Earthwork, Dublin South City, Co. Dublin

Somewhere along the southern approach to early modern Dublin, on a rise of ground that once went by the name Lazar's Hill, there stood an earthwork referred to in the historical record simply as the 'forte'.

The detail comes from a single mention in J.W. de Courcy's 1996 work on the River Liffey, and it is telling precisely because so little else is known. No plan survives, no precise location has been established, and the earthwork itself has long since vanished beneath whatever the city chose to build next. What we are left with is a name, a hillside, and a probable function.

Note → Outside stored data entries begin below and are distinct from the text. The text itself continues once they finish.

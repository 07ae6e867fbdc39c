//! Data store commands: collections, schema, sample, resolve-id.

use anyhow::Result;

use super::{print_json, Workspace};
use crate::data::{DataSampler, ObjectIdResolver, SchemaViewer};

async fn sampler(workspace: &Workspace) -> DataSampler {
    DataSampler::new(workspace.connect().await)
}

pub async fn collections(workspace: &Workspace) -> Result<()> {
    let sampler = sampler(workspace).await;
    let info = sampler.get_collections_info().await;
    sampler.connection().disconnect();
    print_json(&info)
}

pub async fn schema(workspace: &Workspace, collection: &str, sample_size: usize) -> Result<()> {
    let sampler = sampler(workspace).await;
    let fields = SchemaViewer::new(sampler.clone())
        .get_detailed_schema(collection, sample_size)
        .await;
    sampler.connection().disconnect();
    print_json(&fields)
}

pub async fn sample(workspace: &Workspace, collection: &str, limit: usize) -> Result<()> {
    let sampler = sampler(workspace).await;
    let docs = sampler.get_sample_documents(collection, limit).await;
    sampler.connection().disconnect();
    print_json(&docs)
}

pub async fn resolve_id(
    workspace: &Workspace,
    field: &str,
    source: Option<&str>,
    limit: usize,
) -> Result<()> {
    let sampler = sampler(workspace).await;
    let resolution = ObjectIdResolver::new(sampler.clone())
        .resolve_object_id_field(field, source, limit)
        .await;
    sampler.connection().disconnect();
    print_json(&resolution)
}
//
//  walker.rs
//  RouteLens
//

use std::path::{Component, Path, PathBuf};

use globset::{GlobBuilder, GlobSet, GlobSetBuilder};
use ignore::WalkBuilder;
use tracing::warn;

use super::resolve::normalize_path;
use crate::parser::SupportedLanguage;

/// Directories that never hold project route code.
const BUILTIN_IGNORE: &[&str] = &[
    "node_modules",
    "bower_components",
    "jspm_packages",
    "dist",
    "build",
    "out",
    ".git",
    ".next",
    ".nuxt",
    ".output",
    ".turbo",
    ".cache",
    "coverage",
    "vendor",
];

/// Where Express-style projects keep route registrations.
const ROUTE_FILE_GLOBS: &[&str] = &[
    "**/app.{js,ts,mjs,cjs}",
    "**/server.{js,ts,mjs,cjs}",
    "**/index.{js,ts,mjs,cjs}",
    "**/routes/**/*.{js,ts,jsx,tsx,mjs,cjs}",
    "**/router/**/*.{js,ts,jsx,tsx,mjs,cjs}",
    "**/controllers/**/*.{js,ts,jsx,tsx,mjs,cjs}",
    "**/*router*.{js,ts,jsx,tsx,mjs,cjs}",
    "**/*route*.{js,ts,jsx,tsx,mjs,cjs}",
];

/// File-naming conventions used to pick candidate route files.
#[derive(Debug, Clone)]
pub struct RouteFileConventions {
    globs: GlobSet,
    ignored_dirs: Vec<String>,
}

impl RouteFileConventions {
    pub fn new(extra_ignored: &[String]) -> Self {
        let mut builder = GlobSetBuilder::new();
        for pattern in ROUTE_FILE_GLOBS {
            match GlobBuilder::new(pattern)
                .literal_separator(true)
                .case_insensitive(true)
                .build()
            {
                Ok(glob) => {
                    builder.add(glob);
                }
                Err(e) => warn!(pattern, error = %e, "invalid route-file glob"),
            }
        }
        let globs = builder.build().unwrap_or_else(|e| {
            warn!(error = %e, "failed to compile route-file globs");
            GlobSet::empty()
        });

        let mut ignored_dirs: Vec<String> = BUILTIN_IGNORE.iter().map(|s| s.to_string()).collect();
        ignored_dirs.extend(extra_ignored.iter().cloned());

        Self {
            globs,
            ignored_dirs,
        }
    }

    /// Whether a path (relative to the workspace root) looks like route code.
    pub fn matches(&self, relative: &Path) -> bool {
        SupportedLanguage::from_path(relative).is_some()
            && !self.is_ignored(relative)
            && self.globs.is_match(relative)
    }

    fn is_ignored(&self, path: &Path) -> bool {
        path.components().any(|c| match c {
            Component::Normal(name) => {
                let name = name.to_string_lossy();
                self.ignored_dirs.iter().any(|d| *d == name)
            }
            _ => false,
        })
    }
}

impl Default for RouteFileConventions {
    fn default() -> Self {
        Self::new(&[])
    }
}

/// Every candidate route file under `root`, sorted.
///
/// Respects .gitignore on top of the built-in dependency-directory list.
pub fn find_route_files(root: &Path, conventions: &RouteFileConventions) -> Vec<PathBuf> {
    let mut files: Vec<PathBuf> = WalkBuilder::new(root)
        .hidden(true)
        .git_ignore(true)
        .git_global(true)
        .git_exclude(true)
        .build()
        .filter_map(|entry| entry.ok())
        .filter(|entry| entry.file_type().is_some_and(|ft| ft.is_file()))
        .filter(|entry| {
            let relative = entry.path().strip_prefix(root).unwrap_or(entry.path());
            conventions.matches(relative)
        })
        .map(|entry| normalize_path(entry.path()))
        .collect();
    files.sort();
    files.dedup();
    files
}

#[cfg(test)]
mod tests {
    use super::*;
    use std::fs;
    use tempfile::tempdir;

    #[test]
    fn test_conventions() {
        let c = RouteFileConventions::default();
        assert!(c.matches(Path::new("app.js")));
        assert!(c.matches(Path::new("src/server.ts")));
        assert!(c.matches(Path::new("src/index.js")));
        assert!(c.matches(Path::new("src/routes/users.js")));
        assert!(c.matches(Path::new("src/routes/v1/orders.ts")));
        assert!(c.matches(Path::new("api/router/index.mjs")));
        assert!(c.matches(Path::new("src/controllers/userController.js")));
        assert!(c.matches(Path::new("src/userRouter.ts")));
        assert!(c.matches(Path::new("src/api/productRoutes.js")));
        assert!(c.matches(Path::new("src/user.routes.js")));

        assert!(!c.matches(Path::new("src/models/user.js")));
        assert!(!c.matches(Path::new("src/routes/readme.md")));
        assert!(!c.matches(Path::new("node_modules/express/lib/router/index.js")));
        assert!(!c.matches(Path::new("dist/routes/users.js")));
    }

    #[test]
    fn test_extra_ignored_dirs() {
        let c = RouteFileConventions::new(&["legacy".to_string()]);
        assert!(!c.matches(Path::new("legacy/routes/users.js")));
        assert!(c.matches(Path::new("routes/users.js")));
    }

    #[test]
    fn test_find_route_files_sorted() {
        let dir = tempdir().unwrap();
        let root = dir.path();
        fs::create_dir_all(root.join("routes")).unwrap();
        fs::create_dir_all(root.join("models")).unwrap();
        fs::create_dir_all(root.join("node_modules/pkg")).unwrap();
        fs::write(root.join("app.js"), "").unwrap();
        fs::write(root.join("routes/users.js"), "").unwrap();
        fs::write(root.join("routes/auth.js"), "").unwrap();
        fs::write(root.join("models/user.js"), "").unwrap();
        fs::write(root.join("node_modules/pkg/index.js"), "").unwrap();

        let files = find_route_files(root, &RouteFileConventions::default());
        let names: Vec<_> = files
            .iter()
            .map(|f| f.strip_prefix(root).unwrap().to_string_lossy().replace('\\', "/"))
            .collect();
        assert_eq!(names, vec!["app.js", "routes/auth.js", "routes/users.js"]);
    }
}
//
//  snapshot.rs
//  RouteLens
//
//  Storage-shaped record of a route's code and predicted payload.
//  Persistence and dedup happen elsewhere; this only builds the value.
//

use chrono::{DateTime, Utc};
use serde::{Deserialize, Serialize};
use serde_json::{Map, Value};
use sha2::{Digest, Sha256};

use crate::controller::ControllerContext;
use crate::hybrid::HybridPayloadPrediction;
use crate::routes::DetectedRoute;

#[derive(Debug, Clone, PartialEq, Serialize, Deserialize)]
#[serde(rename_all = "camelCase")]
pub struct SnapshotMetadata {
    pub method: String,
    pub path: String,
    pub file_path: String,
    pub line: usize,
    pub function_name: Option<String>,
    pub recommended_approach: Option<String>,
    pub captured_at: DateTime<Utc>,
}

#[derive(Debug, Clone, PartialEq, Serialize, Deserialize)]
#[serde(rename_all = "camelCase")]
pub struct RouteSnapshot {
    pub route_id: String,
    pub code: String,
    /// sha256 of `code`, hex encoded.
    pub code_hash: String,
    pub predicted_payload: Map<String, Value>,
    pub metadata: SnapshotMetadata,
}

/// Hex sha256 of source text.
pub fn code_hash(code: &str) -> String {
    hex::encode(Sha256::digest(code.as_bytes()))
}

impl RouteSnapshot {
    pub fn new(
        route: &DetectedRoute,
        context: Option<&ControllerContext>,
        prediction: Option<&HybridPayloadPrediction>,
    ) -> Self {
        let code = context.map(|c| c.controller_code.clone()).unwrap_or_default();
        Self {
            route_id: route.route_id(),
            code_hash: code_hash(&code),
            code,
            predicted_payload: prediction.map(|p| p.payload.clone()).unwrap_or_default(),
            metadata: SnapshotMetadata {
                method: route.method.to_string(),
                path: route.path.clone(),
                file_path: route.file_path.display().to_string(),
                line: route.line,
                function_name: context.map(|c| c.function_name.clone()),
                recommended_approach: prediction.and_then(|p| {
                    serde_json::to_value(p.recommended_approach)
                        .ok()
                        .and_then(|v| v.as_str().map(str::to_string))
                }),
                captured_at: Utc::now(),
            },
        }
    }

    /// Same code as `other`, so the store can skip it.
    pub fn same_code(&self, other: &RouteSnapshot) -> bool {
        self.route_id == other.route_id && self.code_hash == other.code_hash
    }
}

Lazar's Hill took its name from the leper hospital that once stood in the vicinity, a common enough feature of medieval urban edges, where institutions caring for the infectious were placed at a deliberate remove from the population centre. By the seventeenth century the hill had shed that association and become part of the busier approaches to Dublin from the south. De Courcy suggests the 'forte', an earthwork in this context meaning a defensive or controlling enclosure formed from banked earth rather than stone or timber, may have functioned as a customs post. That would make a degree of practical sense. Roads converging on a city gate were natural chokepoints, and a physical structure at such a position could regulate the movement of goods, levy tolls, and assert civic or crown authority over traffic coming in from the counties to the south. Earthwork fortifications of this kind were relatively cheap and quick to construct, which also made them relatively easy to demolish or simply to let erode.

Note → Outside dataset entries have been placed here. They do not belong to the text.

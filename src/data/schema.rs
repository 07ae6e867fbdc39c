//
//  schema.rs
//  RouteLens
//
//  Per-field statistics and relation guesses on top of schema inference.
//

use std::collections::{BTreeMap, BTreeSet};

use serde::{Deserialize, Serialize};
use serde_json::Value;

use super::object_id::reference_stem;
use super::sampler::{schema_from_documents, DataSampler, SchemaField};
use super::value::{is_leaf, Document, ID_FIELD};
use crate::inference::inflect::{pluralize, singularize};

/// Fields present in more than this share of samples count as required.
pub const REQUIRED_FREQUENCY: f64 = 90.0;
/// Fields with at most this many distinct values get an enumeration.
pub const MAX_ENUM_VALUES: usize = 10;

pub const RELATION_NAME_ONLY: f64 = 0.3;
pub const RELATION_TARGET_MISSING: f64 = 0.4;
pub const RELATION_TARGET_EXISTS: f64 = 0.8;

#[derive(Debug, Clone, PartialEq, Serialize, Deserialize)]
#[serde(rename_all = "camelCase")]
pub struct RelationInfo {
    pub is_relation: bool,
    pub target_collection: Option<String>,
    pub confidence: f64,
}

#[derive(Debug, Clone, PartialEq, Serialize, Deserialize)]
#[serde(rename_all = "camelCase")]
pub struct DetailedSchemaField {
    pub name: String,
    /// Observed types joined with `|`, nulls left out unless nothing else
    /// was seen.
    #[serde(rename = "type")]
    pub field_type: String,
    pub frequency: f64,
    pub is_required: bool,
    #[serde(skip_serializing_if = "Option::is_none")]
    pub min_length: Option<usize>,
    #[serde(skip_serializing_if = "Option::is_none")]
    pub max_length: Option<usize>,
    #[serde(skip_serializing_if = "Option::is_none")]
    pub min_value: Option<f64>,
    #[serde(skip_serializing_if = "Option::is_none")]
    pub max_value: Option<f64>,
    #[serde(skip_serializing_if = "Option::is_none")]
    pub is_unique: Option<bool>,
    #[serde(skip_serializing_if = "Option::is_none")]
    pub possible_values: Option<Vec<Value>>,
    pub examples: Vec<Value>,
    #[serde(skip_serializing_if = "Option::is_none")]
    pub relation_info: Option<RelationInfo>,
}

impl DetailedSchemaField {
    pub fn is_top_level(&self) -> bool {
        !self.name.contains('.') && !self.name.contains("[]")
    }
}

/// Statistics over a sample of documents.
#[derive(Debug, Clone)]
pub struct SchemaViewer {
    sampler: DataSampler,
}

impl SchemaViewer {
    pub fn new(sampler: DataSampler) -> Self {
        Self { sampler }
    }

    /// Sample `collection` and describe every field path.
    pub async fn get_detailed_schema(
        &self,
        collection: &str,
        sample_size: usize,
    ) -> Vec<DetailedSchemaField> {
        let docs = self.sampler.sample_raw(collection, sample_size).await;
        if docs.is_empty() {
            return Vec::new();
        }
        let existing = self.sampler.list_collections().await;
        describe_documents(&docs, &existing)
    }
}

/// Detailed schema for documents already in hand. `existing_collections`
/// feeds the relation guesses.
pub fn describe_documents(docs: &[Document], existing_collections: &[String]) -> Vec<DetailedSchemaField> {
    let values = collect_values(docs);
    schema_from_documents(docs)
        .into_iter()
        .map(|field| {
            let observed = values.get(&field.name).map(Vec::as_slice).unwrap_or(&[]);
            detail(field, observed, existing_collections)
        })
        .collect()
}

fn detail(field: SchemaField, values: &[&Value], existing: &[String]) -> DetailedSchemaField {
    let non_null: Vec<&Value> = values.iter().copied().filter(|v| !v.is_null()).collect();

    let lengths: Vec<usize> = non_null
        .iter()
        .filter_map(|v| v.as_str().map(|s| s.chars().count()))
        .collect();
    let numbers: Vec<f64> = non_null.iter().filter_map(|v| v.as_f64()).collect();

    let scalars: Vec<&Value> = non_null.iter().copied().filter(|v| is_leaf(v)).collect();
    let distinct: BTreeSet<String> = scalars.iter().map(|v| v.to_string()).collect();

    let is_unique = (!scalars.is_empty()).then(|| distinct.len() == scalars.len());
    let possible_values = (!scalars.is_empty() && distinct.len() <= MAX_ENUM_VALUES).then(|| {
        let mut seen = BTreeSet::new();
        scalars
            .iter()
            .filter(|v| seen.insert(v.to_string()))
            .map(|v| (*v).clone())
            .collect()
    });

    let non_null_types: Vec<&str> = field
        .types
        .iter()
        .map(String::as_str)
        .filter(|t| *t != "null")
        .collect();
    let field_type = if non_null_types.is_empty() {
        "null".to_string()
    } else {
        non_null_types.join("|")
    };

    DetailedSchemaField {
        relation_info: relation_info(&field.name, existing),
        is_required: field.frequency > REQUIRED_FREQUENCY,
        min_length: lengths.iter().min().copied(),
        max_length: lengths.iter().max().copied(),
        min_value: numbers.iter().copied().reduce(f64::min),
        max_value: numbers.iter().copied().reduce(f64::max),
        is_unique,
        possible_values,
        field_type,
        frequency: field.frequency,
        examples: field.examples,
        name: field.name,
    }
}

/// Every value seen at each field path, nulls included.
fn collect_values(docs: &[Document]) -> BTreeMap<String, Vec<&Value>> {
    fn visit<'a>(path: String, value: &'a Value, depth: usize, out: &mut BTreeMap<String, Vec<&'a Value>>) {
        out.entry(path.clone()).or_default().push(value);
        if depth >= super::sampler::MAX_SCHEMA_DEPTH {
            return;
        }
        match value {
            Value::Object(map) if !is_leaf(value) => {
                for (key, child) in map {
                    visit(format!("{path}.{key}"), child, depth + 1, out);
                }
            }
            Value::Array(items) => {
                for item in items {
                    visit(format!("{path}[]"), item, depth + 1, out);
                }
            }
            _ => {}
        }
    }

    let mut out = BTreeMap::new();
    for doc in docs {
        for (key, value) in doc {
            visit(key.clone(), value, 0, &mut out);
        }
    }
    out
}

/// Coarse relation guess for any id-looking field other than the primary
/// key.
pub fn relation_info(field: &str, existing: &[String]) -> Option<RelationInfo> {
    let name = field.rsplit('.').next().unwrap_or(field).trim_end_matches("[]");
    if name == ID_FIELD || !name.to_ascii_lowercase().contains("id") {
        return None;
    }

    let Some(stem) = reference_stem(name) else {
        return Some(RelationInfo {
            is_relation: true,
            target_collection: None,
            confidence: RELATION_NAME_ONLY,
        });
    };

    let singular = singularize(&stem);
    let plural = pluralize(&singular);
    let found = existing
        .iter()
        .find(|c| c.eq_ignore_ascii_case(&plural) || c.eq_ignore_ascii_case(&singular));

    Some(match found {
        Some(target) => RelationInfo {
            is_relation: true,
            target_collection: Some(target.clone()),
            confidence: RELATION_TARGET_EXISTS,
        },
        None => RelationInfo {
            is_relation: true,
            target_collection: Some(plural),
            confidence: RELATION_TARGET_MISSING,
        },
    })
}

Because the site has not been precisely located, there is no specific spot a visitor can stand and say with confidence that this is where the 'forte' was. The area around what is now Townsend Street and the south-east approaches to the old city is the broad neighbourhood in question. For anyone interested in the lost topography of early modern Dublin, the interest lies less in finding a physical trace, which is almost certainly gone, and more in reading the present streetscape against what the maps and documents suggest was once there. De Courcy's work remains the starting point, and the Dublin City Council archaeological archive may hold further references for those prepared to look.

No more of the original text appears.